=== ABOUT THIS EXERCISE ===
Each line in the records below that has the word "cannot" should be copied.

=== INFORMATION GIVEN ===
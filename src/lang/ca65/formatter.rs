//! Module to format lines of ca65 code
//!
//! Lines are split into four columns (label, operation, arguments, comment) using the
//! spans in the syntax tree, then padded to the configured widths.  Lines that failed to
//! parse, and lines holding only a comment, are kept as written.

use log::trace;
use super::ast::*;
use super::lexer::Span;
use super::parser;
use super::settings::Settings;

/// Format the columns of one line.  A comment column is pushed out to the comment
/// position no matter which column it lands in.
pub fn format_tokens(cols: &[&str], widths: [usize;3]) -> String {
    let mut ans = String::new();
    for (col_idx,col) in cols.iter().enumerate() {
        let mut prepadding = 0;
        if col.starts_with(';') {
            for j in col_idx..3 {
                prepadding += widths[j];
            }
        }
        let w = match col_idx {
            i if i<3 => widths[i],
            _ => 1
        };
        let padding = match w as i32 - col.len() as i32 {
            x if x<1 => 1,
            x => x as usize
        };
        ans += &" ".repeat(prepadding);
        ans += col;
        ans += &" ".repeat(padding);
    }
    ans.trim_end().to_string()
}

/// Text of a span with any line terminator removed
fn text<'a>(src: &'a str, span: Span) -> &'a str {
    src.get(span.start..span.end).unwrap_or("").trim_end_matches(['\n','\r'])
}

/// Split a parsed line into its columns, or None if it should be kept verbatim
fn columns<'a>(src: &'a str, line: &Line) -> Option<Vec<&'a str>> {
    if line.error.is_some() || (line.label.is_none() && line.stmt.is_none()) {
        return None;
    }
    let label = line.label.as_ref().map_or("",|l| text(src,l.span));
    let (c1,c2) = match &line.stmt {
        Some(stmt) => {
            let span = stmt.span();
            let (head,c1) = match stmt {
                Statement::Symbol(def) => return Some(symbol_columns(src,def,line)),
                Statement::Instruction(Instruction::Cpu(inst)) => (inst.opcode.span,None),
                Statement::Instruction(Instruction::Macro(inst)) => (inst.name.span,None),
                Statement::Instruction(Instruction::Pseudo(inst)) => (inst.keyword.span,None),
                Statement::Field(field) => (field.keyword_span(),field.name.as_ref().map(|n| text(src,n.span))),
                Statement::Member(member) => (member.name.span,None)
            };
            let args = src.get(head.end..span.end).unwrap_or("").trim();
            match c1 {
                // a named field puts its name in the label column
                Some(name) => return Some(with_comment(src,line,vec![name,text(src,head),args])),
                None => (text(src,head),args)
            }
        },
        None => ("","")
    };
    Some(with_comment(src,line,vec![label,c1,c2]))
}

fn symbol_columns<'a>(src: &'a str, def: &SymbolDef, line: &Line) -> Vec<&'a str> {
    let expr = src.get(def.op.end..def.span.end).unwrap_or("").trim();
    with_comment(src,line,vec![text(src,def.name.span),text(src,def.op),expr])
}

fn with_comment<'a>(src: &'a str, line: &Line, mut cols: Vec<&'a str>) -> Vec<&'a str> {
    if let Some(comment) = &line.comment {
        while cols.len() > 1 && cols[cols.len()-1].is_empty() {
            cols.pop();
        }
        cols.push(text(src,comment.span));
    }
    cols
}

pub struct Formatter {
    widths: [usize;3]
}

struct LineCollector<'a> {
    src: &'a str,
    widths: [usize;3],
    out: Vec<String>
}

impl<'a> Visit for LineCollector<'a> {
    fn visit(&mut self, line: &Line, _depth: usize) -> Navigation {
        let formatted = match columns(self.src,line) {
            Some(cols) => format_tokens(&cols,self.widths),
            None => text(self.src,line.span).trim_end().to_string()
        };
        trace!("row {}: {}",line.row,formatted);
        self.out.push(formatted);
        Navigation::GotoChild
    }
}

impl Formatter {
    pub fn new() -> Self {
        Self {
            widths: [9,6,11]
        }
    }
    pub fn set_config(&mut self, settings: &Settings) {
        let c1: usize = settings.columns.c1.try_into().unwrap_or(9);
        let c2: usize = settings.columns.c2.try_into().unwrap_or(6);
        let c3: usize = settings.columns.c3.try_into().unwrap_or(11);
        self.widths = [c1,c2,c3];
    }
    /// Format a whole program.  Text after a fatal error is passed through unchanged.
    pub fn format(&self, src: &str) -> String {
        let parsed = parser::parse(src);
        let mut collector = LineCollector {
            src,
            widths: self.widths,
            out: Vec::new()
        };
        collector.walk(&parsed.program);
        let mut ans = collector.out.join("\n");
        if !ans.is_empty() && (src.ends_with('\n') || parsed.program.unparsed.is_some()) {
            ans.push('\n');
        }
        if let Some(rest) = parsed.program.unparsed {
            ans += src.get(rest.start..rest.end).unwrap_or("");
        }
        ans
    }
}

/// Concatenate the text of every line in source order.  For any parse this reproduces
/// the input exactly, which is how the span bookkeeping is tested.
pub fn reconstruct(src: &str, program: &Program) -> String {
    struct Spans<'a> {
        src: &'a str,
        out: String
    }
    impl<'a> Visit for Spans<'a> {
        fn visit(&mut self, line: &Line, _depth: usize) -> Navigation {
            self.out += self.src.get(line.span.start..line.span.end).unwrap_or("");
            Navigation::GotoChild
        }
    }
    let mut spans = Spans { src, out: String::new() };
    spans.walk(program);
    if let Some(rest) = program.unparsed {
        spans.out += src.get(rest.start..rest.end).unwrap_or("");
    }
    spans.out
}
//! Test of directive argument grammars, symbol definitions, and labels.

use regex::Regex;
use super::super::parse;
use super::super::ast::*;

#[cfg(test)]
fn test_line(code: &str, expected: &str) {
    let parsed = parse(code);
    assert!(parsed.errors.is_empty(),"unexpected errors {:?}",parsed.errors);
    assert_eq!(parsed.program.lines[0].to_sexp(),expected);
}

#[cfg(test)]
fn test_error(code: &str, col: u32, expected: &str) {
    let parsed = parse(code);
    assert!(parsed.errors.len() > 0,"no errors");
    let patt = Regex::new(expected).expect("bad regex");
    assert!(patt.is_match(&parsed.errors[0].message),"message was `{}`",parsed.errors[0].message);
    assert_eq!(parsed.errors[0].pos.col,col);
}

mod data {
    #[test]
    fn expression_list() {
        super::test_line(" .byte 1, 2, \"a\"\n","(line (.byte 1 2 \"a\"))");
        super::test_line(" .word $1234\n","(line (.word 4660))");
    }
    #[test]
    fn alias_is_canonical() {
        super::test_line(" .BYT 1\n","(line (.byte 1))");
    }
    #[test]
    fn storage() {
        super::test_line(" .res 10, $ff\n","(line (.res 10 fill: 255))");
        super::test_line(" .align 256\n","(line (.align 256))");
        super::test_line(" .asciiz \"hello\"\n","(line (.asciiz \"hello\"))");
    }
    #[test]
    fn charmap() {
        super::test_line(" .charmap $41, $c1\n","(line (.charmap 65 193))");
    }
    #[test]
    fn files() {
        super::test_line(" .include \"zp.inc\"\n","(line (.include \"zp.inc\"))");
        super::test_line(" .incbin \"font.bin\", 2, 10\n","(line (.incbin \"font.bin\" offset: 2 size: 10))");
        super::test_line(" .incbin \"font.bin\"\n","(line (.incbin \"font.bin\"))");
    }
}

mod symbols {
    #[test]
    fn definitions() {
        super::test_line("x = 5\n","(line (= x 5))");
        super::test_line("y := x+1\n","(line (:= y (+ x 1)))");
        super::test_line("z .set 3\n","(line (.set z 3))");
    }
    #[test]
    fn export_list() {
        super::test_line(" .export foo, bar := 3, baz: zp\n","(line (.export foo (bar := 3) (baz :zp)))");
    }
    #[test]
    fn import_list() {
        super::test_line(" .import foo: abs, bar\n","(line (.import (foo :abs) bar))");
        super::test_line(" .global a, b\n","(line (.global a b))");
    }
    #[test]
    fn labels() {
        super::test_line("start: nop\n","(line start: (nop))");
        super::test_line("@loop: dex\n","(line @loop: (dex))");
        super::test_line(": bne :-\n","(line : (bne (abs (unnamed -1))))");
        super::test_line("alone:\n","(line alone:)");
    }
    #[test]
    fn definition_spans() {
        let parsed = super::parse("x = 5 ; five\n");
        let line = &parsed.program.lines[0];
        match &line.stmt {
            Some(super::Statement::Symbol(def)) => {
                assert_eq!(def.span.start,0);
                assert_eq!(def.span.end,5);
                assert_eq!(def.op.start,2);
            },
            _ => panic!("expected symbol definition")
        }
        assert_eq!(line.comment.as_ref().map(|c| c.text.as_str()),Some("; five"));
    }
}

mod options {
    #[test]
    fn toggles() {
        super::test_line(" .case +\n","(line (.case on))");
        super::test_line(" .smart OFF\n","(line (.smart off))");
    }
    #[test]
    fn messages() {
        super::test_line(" .warning \"careful\"\n","(line (.warning \"careful\"))");
        super::test_line(" .out \"hi\"\n","(line (.out \"hi\"))");
    }
    #[test]
    fn features() {
        super::test_line(" .feature labels_without_colons on, c_comment\n","(line (.feature (labels_without_colons on) c_comment))");
    }
    #[test]
    fn named_choices() {
        super::test_line(" .macpack longbranch\n","(line (.macpack longbranch))");
        super::test_line(" .fopt author, \"me\"\n","(line (.fileopt author \"me\"))");
        super::test_line(" .listbytes unlimited\n","(line (.listbytes unlimited))");
        super::test_line(" .pagelength 66\n","(line (.pagelength 66))");
    }
    #[test]
    fn segments() {
        super::test_line(" .segment \"CODE\"\n","(line (.segment \"CODE\"))");
        super::test_line(" .segment \"ZP\": zeropage\n","(line (.segment \"ZP\" spec: zeropage))");
        super::test_line(" .code\n","(line (.code))");
        super::test_line(" .setcpu \"6502\"\n","(line (.setcpu \"6502\"))");
    }
    #[test]
    fn assert() {
        super::test_line(" .assert * < $200, error, \"too big\"\n","(line (.assert (< * 512) action: error message: \"too big\"))");
        super::test_line(" .assert 1\n","(line (.assert 1))");
    }
    #[test]
    fn condes() {
        super::test_line(" .condes init, constructor, 5\n","(line (.condes init constructor priority: 5))");
        super::test_line(" .condes init, 2\n","(line (.condes init 2))");
        super::test_line(" .constructor init\n","(line (.constructor init))");
    }
    #[test]
    fn misc() {
        super::test_line(" .localchar '?'\n","(line (.localchar '?'))");
        super::test_line(" .org $800\n","(line (.org 2048))");
        super::test_line(" .refto foo\n","(line (.referto foo))");
        super::test_line(" .undef VAL\n","(line (.undefine VAL))");
    }
}

mod define {
    #[test]
    fn simple() {
        super::test_line(".define VAL 42\n","(line (.define VAL body: [42]))");
    }
    #[test]
    fn with_params() {
        super::test_line(".define ADD(a,b) a+b ; sum\n","(line (.define ADD (params a b) body: [a+b]))");
    }
    #[test]
    fn space_before_paren_is_body() {
        super::test_line(".define X (1)\n","(line (.define X body: [(1)]))");
    }
    #[test]
    fn empty_body() {
        super::test_line(".define EMPTY\n","(line (.define EMPTY))");
    }
}

mod errors {
    #[test]
    fn missing_argument() {
        super::test_error(" .byte\n",6,"expected expression before end of line");
    }
    #[test]
    fn extra_argument() {
        super::test_error(" .byte 1 2\n",9,r"expected end of `\.byte`, found `2`");
    }
    #[test]
    fn unknown_directive() {
        super::test_error(" .foo\n",1,r"unknown directive `\.foo`");
    }
    #[test]
    fn function_at_statement_start() {
        super::test_error(" .lobyte(1)\n",1,r"`\.lobyte` cannot start a statement");
        super::test_error(" .mod\n",1,r"`\.mod` cannot start a statement");
    }
    #[test]
    fn set_without_name() {
        super::test_error(" .set 1\n",1,r"`\.set` needs a symbol name before it");
    }
    #[test]
    fn wrong_literal() {
        super::test_error(" .include foo\n",10,r"expected file name, found `foo`");
    }
    #[test]
    fn unknown_choice() {
        super::test_error(" .macpack foo\n",10,r"unknown macro package `foo`");
        super::test_error(" .export a: huge\n",12,r"unknown address size `huge`");
    }
    #[test]
    fn bad_toggle() {
        super::test_error(" .case maybe\n",7,r"expected `\+`, `-`, `on`, or `off`, found `maybe`");
    }
}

=== OUTPUT OF THE EXERCISE ===
        super::test_error(" .lobyte(1)\n",1,r"`\.lobyte` cannot start a statement");
        super::test_error(" .mod\n",1,r"`\.mod` cannot start a statement");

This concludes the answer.